§ **What the task requires**:
Write down exactly the lines of the records below, beginning with the first and ending with the line that includes "assert_eq!(status.phase, 2);".

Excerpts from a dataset
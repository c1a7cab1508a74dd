//! Coordinator scenarios over scripted backends.

mod common;

use async_trait::async_trait;
use std::sync::atomic::{AtomicU32, AtomicUsize, Ordering};
use std::sync::Arc;
use std::time::Duration;

use swarmcore::adapters::backends::ScriptedBackend;
use swarmcore::application::AUDIT_TAG;
use swarmcore::domain::models::{
    AuditStatus, AuditVerdict, FailurePolicy, LimitKind, ModelRequest, ModelResponse,
    SwarmEvent, TodoStatus,
};
use swarmcore::domain::ports::ModelBackend;
use swarmcore::services::EventSink;
use swarmcore::{Coordinator, DomainError, GatewayError, LoopContext, StopReason};

use common::{
    context, diligent_agent_turn, diligent_backend, fast_config, fast_gateway_over, graph_with,
    is_audit_request, unauthorized_for, verdict_response,
};

#[tokio::test]
async fn test_dependent_group_runs_after_its_dependency() {
    let backend = Arc::new(diligent_backend());
    let graph = graph_with(&[("a", &[], &["a1", "a2"]), ("b", &["a"], &["b1"])]).await;
    let (events, mut rx) = EventSink::channel(256);
    let ctx = context(backend.clone(), graph.clone()).with_events(events);
    let coordinator = Coordinator::new(ctx, &fast_config());

    let report = coordinator.run().await.unwrap();

    assert_eq!(report.stop_reason, StopReason::AllComplete);
    assert!(report.is_success());
    assert_eq!(report.phases, 2);
    assert!(graph.all_complete().await);

    let a = report.group("a").unwrap();
    assert_eq!(a.attempts, 1);
    assert_eq!(a.audits, vec![AuditStatus::Passed]);

    // Two agent calls and one audit call per group.
    assert_eq!(report.total_iterations, 6);
    assert_eq!(backend.call_count(), 6);

    let mut phases = Vec::new();
    while let Ok(event) = rx.try_recv() {
        if let SwarmEvent::PhaseStarted { groups, .. } = event {
            phases.push(groups);
        }
    }
    assert_eq!(phases, vec![vec!["a".to_string()], vec!["b".to_string()]]);

    let status = coordinator.status().await;
    assert_eq!(status.phase, 2);
    assert_eq!(status.completed, 2);
    assert_eq!(status.failed, 0);
    assert_eq!(status.in_flight, 0);
    assert_eq!(status.total_iterations, 6);
}

#[tokio::test]
async fn test_halt_on_failure_stops_after_failing_phase() {
    let backend = Arc::new(unauthorized_for("a"));
    let graph = graph_with(&[
        ("a", &[], &["a1"]),
        ("b", &[], &["b1"]),
        ("c", &["b"], &["c1"]),
    ])
    .await;
    let coordinator = Coordinator::new(context(backend, graph), &fast_config());

    let report = coordinator.run().await.unwrap();

    assert_eq!(report.stop_reason, StopReason::HaltedOnFailure);
    assert_eq!(report.phases, 1);
    assert!(!report.is_success());

    let a = report.group("a").unwrap();
    assert!(!a.success);
    assert!(a.error.as_deref().unwrap().contains("Unauthorized"));

    assert!(report.group("b").unwrap().success);

    let c = report.group("c").unwrap();
    assert_eq!(c.attempts, 0);
    assert!(c.error.as_deref().unwrap().starts_with("not started"));
}

#[tokio::test]
async fn test_continue_independent_runs_unaffected_branches() {
    let backend = Arc::new(unauthorized_for("a"));
    let graph = graph_with(&[
        ("a", &[], &["a1"]),
        ("b", &[], &["b1"]),
        ("c", &["b"], &["c1"]),
        ("d", &["a"], &["d1"]),
    ])
    .await;
    let mut config = fast_config();
    config.coordinator.failure_policy = FailurePolicy::ContinueIndependent;

    let report = Coordinator::new(context(backend, graph), &config)
        .run()
        .await
        .unwrap();

    assert_eq!(report.stop_reason, StopReason::Blocked);
    assert!(report.group("b").unwrap().success);
    assert!(report.group("c").unwrap().success);
    assert!(!report.group("a").unwrap().success);

    let d = report.group("d").unwrap();
    assert!(!d.success);
    assert_eq!(d.error.as_deref(), Some("blocked by failed dependency a"));
    assert_eq!(report.failed_groups().count(), 2);
}

#[tokio::test]
async fn test_cancelled_dependency_surfaces_graph_stall() {
    let backend = Arc::new(diligent_backend());
    let graph = graph_with(&[("a", &[], &["a1"]), ("b", &["a"], &["b1"])]).await;
    let todo = graph.todos("a").await.unwrap()[0].id;
    graph
        .set_todo_status("a", todo, TodoStatus::Cancelled)
        .await
        .unwrap();

    let err = Coordinator::new(context(backend.clone(), graph), &fast_config())
        .run()
        .await
        .unwrap_err();

    match err {
        DomainError::GraphStall(groups) => assert_eq!(groups, vec!["b".to_string()]),
        other => panic!("expected GraphStall, got {other}"),
    }
    assert_eq!(backend.call_count(), 0);
}

#[tokio::test]
async fn test_failed_audit_reopens_group_until_it_passes() {
    let audits = Arc::new(AtomicU32::new(0));
    let seen = Arc::clone(&audits);
    let backend = Arc::new(ScriptedBackend::from_fn(move |request| {
        if is_audit_request(request) {
            let verdict = if seen.fetch_add(1, Ordering::SeqCst) == 0 {
                AuditVerdict::fail(["Add integration tests"]).with_reason("no tests")
            } else {
                AuditVerdict::pass()
            };
            Ok(verdict_response(&verdict))
        } else {
            Ok(diligent_agent_turn(&request.messages))
        }
    }));
    let graph = graph_with(&[("g", &[], &["Implement feature"])]).await;

    let coordinator = Coordinator::new(context(backend, graph.clone()), &fast_config());
    let report = coordinator.run().await.unwrap();

    assert_eq!(report.stop_reason, StopReason::AllComplete);
    assert_eq!(report.phases, 2);
    assert_eq!(audits.load(Ordering::SeqCst), 2);

    // The rerun does not count the group a second time.
    let status = coordinator.status().await;
    assert_eq!(status.completed, 1);
    assert_eq!(status.failed, 0);

    let g = report.group("g").unwrap();
    assert!(g.success);
    assert_eq!(g.attempts, 2);
    assert_eq!(g.audits, vec![AuditStatus::Failed, AuditStatus::Passed]);

    let todos = graph.todos("g").await.unwrap();
    assert_eq!(todos.len(), 2);
    assert!(todos.iter().all(|t| t.status == TodoStatus::Completed));
    assert_eq!(todos[1].title, "Add integration tests");
    assert!(todos[1].tags.iter().any(|t| t == AUDIT_TAG));
}

#[tokio::test]
async fn test_global_cost_budget_stops_new_groups() {
    let backend = Arc::new(ScriptedBackend::from_fn(|request| {
        Ok(diligent_agent_turn(&request.messages).with_cost(0.5))
    }));
    let graph = graph_with(&[
        ("a", &[], &["a1"]),
        ("b", &[], &["b1"]),
        ("c", &[], &["c1"]),
    ])
    .await;
    let mut config = fast_config();
    config.audit.enabled = false;
    config.coordinator.max_concurrent_workers = 1;
    config.coordinator.max_total_cost = 1.0;

    let report = Coordinator::new(context(backend.clone(), graph), &config)
        .run()
        .await
        .unwrap();

    assert_eq!(report.stop_reason, StopReason::BudgetExhausted(LimitKind::Cost));
    assert!((report.total_cost - 1.0).abs() < 1e-9);
    assert_eq!(backend.call_count(), 2);
    assert!(report.group("a").unwrap().success);
    for id in ["b", "c"] {
        let outcome = report.group(id).unwrap();
        assert_eq!(outcome.attempts, 0);
        assert!(!outcome.success);
    }
}

#[tokio::test]
async fn test_phase_limit_bounds_endless_audit_failures() {
    let backend = Arc::new(ScriptedBackend::from_fn(|request| {
        if is_audit_request(request) {
            Ok(verdict_response(&AuditVerdict::fail(["One more thing"])))
        } else {
            Ok(diligent_agent_turn(&request.messages))
        }
    }));
    let graph = graph_with(&[("g", &[], &["Start"])]).await;
    let mut config = fast_config();
    config.coordinator.max_phases = 3;

    let report = Coordinator::new(context(backend, graph.clone()), &config)
        .run()
        .await
        .unwrap();

    assert_eq!(report.stop_reason, StopReason::PhaseLimit);
    assert_eq!(report.phases, 3);

    let g = report.group("g").unwrap();
    assert_eq!(g.attempts, 3);
    assert!(!g.success);
    assert!(g.error.as_deref().unwrap().contains("still open"));
    assert_eq!(graph.remaining_todos("g").await.unwrap(), 1);
}

/// Diligent agent whose audit calls are slow and counted while in flight.
#[derive(Default)]
struct SlowAuditor {
    active: AtomicUsize,
    peak: AtomicUsize,
}

#[async_trait]
impl ModelBackend for SlowAuditor {
    fn name(&self) -> &'static str {
        "slow-auditor"
    }

    async fn complete(&self, request: &ModelRequest) -> Result<ModelResponse, GatewayError> {
        if !is_audit_request(request) {
            return Ok(diligent_agent_turn(&request.messages));
        }
        let now = self.active.fetch_add(1, Ordering::SeqCst) + 1;
        self.peak.fetch_max(now, Ordering::SeqCst);
        tokio::time::sleep(Duration::from_millis(20)).await;
        self.active.fetch_sub(1, Ordering::SeqCst);
        Ok(verdict_response(&AuditVerdict::pass()))
    }
}

#[tokio::test]
async fn test_audits_respect_worker_limit() {
    let backend = Arc::new(SlowAuditor::default());
    let graph = graph_with(&[
        ("a", &[], &["a1"]),
        ("b", &[], &["b1"]),
        ("c", &[], &["c1"]),
        ("d", &[], &["d1"]),
    ])
    .await;
    let mut config = fast_config();
    config.coordinator.max_concurrent_workers = 2;

    let ctx = LoopContext::new(fast_gateway_over(backend.clone()), graph, "test-model");
    let report = Coordinator::new(ctx, &config).run().await.unwrap();

    assert_eq!(report.stop_reason, StopReason::AllComplete);
    assert_eq!(report.phases, 1);
    assert!(report
        .groups
        .iter()
        .all(|g| g.audits == vec![AuditStatus::Passed]));
    assert_eq!(backend.peak.load(Ordering::SeqCst), 2);
}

§ **Answer for the task**:
repository c1a7cab1508a74dd
//! Coordinator scenarios over scripted backends.

mod common;

use async_trait::async_trait;
use std::sync::atomic::{AtomicU32, AtomicUsize, Ordering};
use std::sync::Arc;
use std::time::Duration;

use swarmcore::adapters::backends::ScriptedBackend;
use swarmcore::application::AUDIT_TAG;
use swarmcore::domain::models::{
    AuditStatus, AuditVerdict, FailurePolicy, LimitKind, ModelRequest, ModelResponse,
    SwarmEvent, TodoStatus,
};
use swarmcore::domain::ports::ModelBackend;
use swarmcore::services::EventSink;
use swarmcore::{Coordinator, DomainError, GatewayError, LoopContext, StopReason};

use common::{
    context, diligent_agent_turn, diligent_backend, fast_config, fast_gateway_over, graph_with,
    is_audit_request, unauthorized_for, verdict_response,
};

#[tokio::test]
async fn test_dependent_group_runs_after_its_dependency() {
    let backend = Arc::new(diligent_backend());
    let graph = graph_with(&[("a", &[], &["a1", "a2"]), ("b", &["a"], &["b1"])]).await;
    let (events, mut rx) = EventSink::channel(256);
    let ctx = context(backend.clone(), graph.clone()).with_events(events);
    let coordinator = Coordinator::new(ctx, &fast_config());

    let report = coordinator.run().await.unwrap();

    assert_eq!(report.stop_reason, StopReason::AllComplete);
    assert!(report.is_success());
    assert_eq!(report.phases, 2);
    assert!(graph.all_complete().await);

    let a = report.group("a").unwrap();
    assert_eq!(a.attempts, 1);
    assert_eq!(a.audits, vec![AuditStatus::Passed]);

    // Two agent calls and one audit call per group.
    assert_eq!(report.total_iterations, 6);
    assert_eq!(backend.call_count(), 6);

    let mut phases = Vec::new();
    while let Ok(event) = rx.try_recv() {
        if let SwarmEvent::PhaseStarted { groups, .. } = event {
            phases.push(groups);
        }
    }
    assert_eq!(phases, vec![vec!["a".to_string()], vec!["b".to_string()]]);

    let status = coordinator.status().await;
    assert_eq!(status.phase, 2);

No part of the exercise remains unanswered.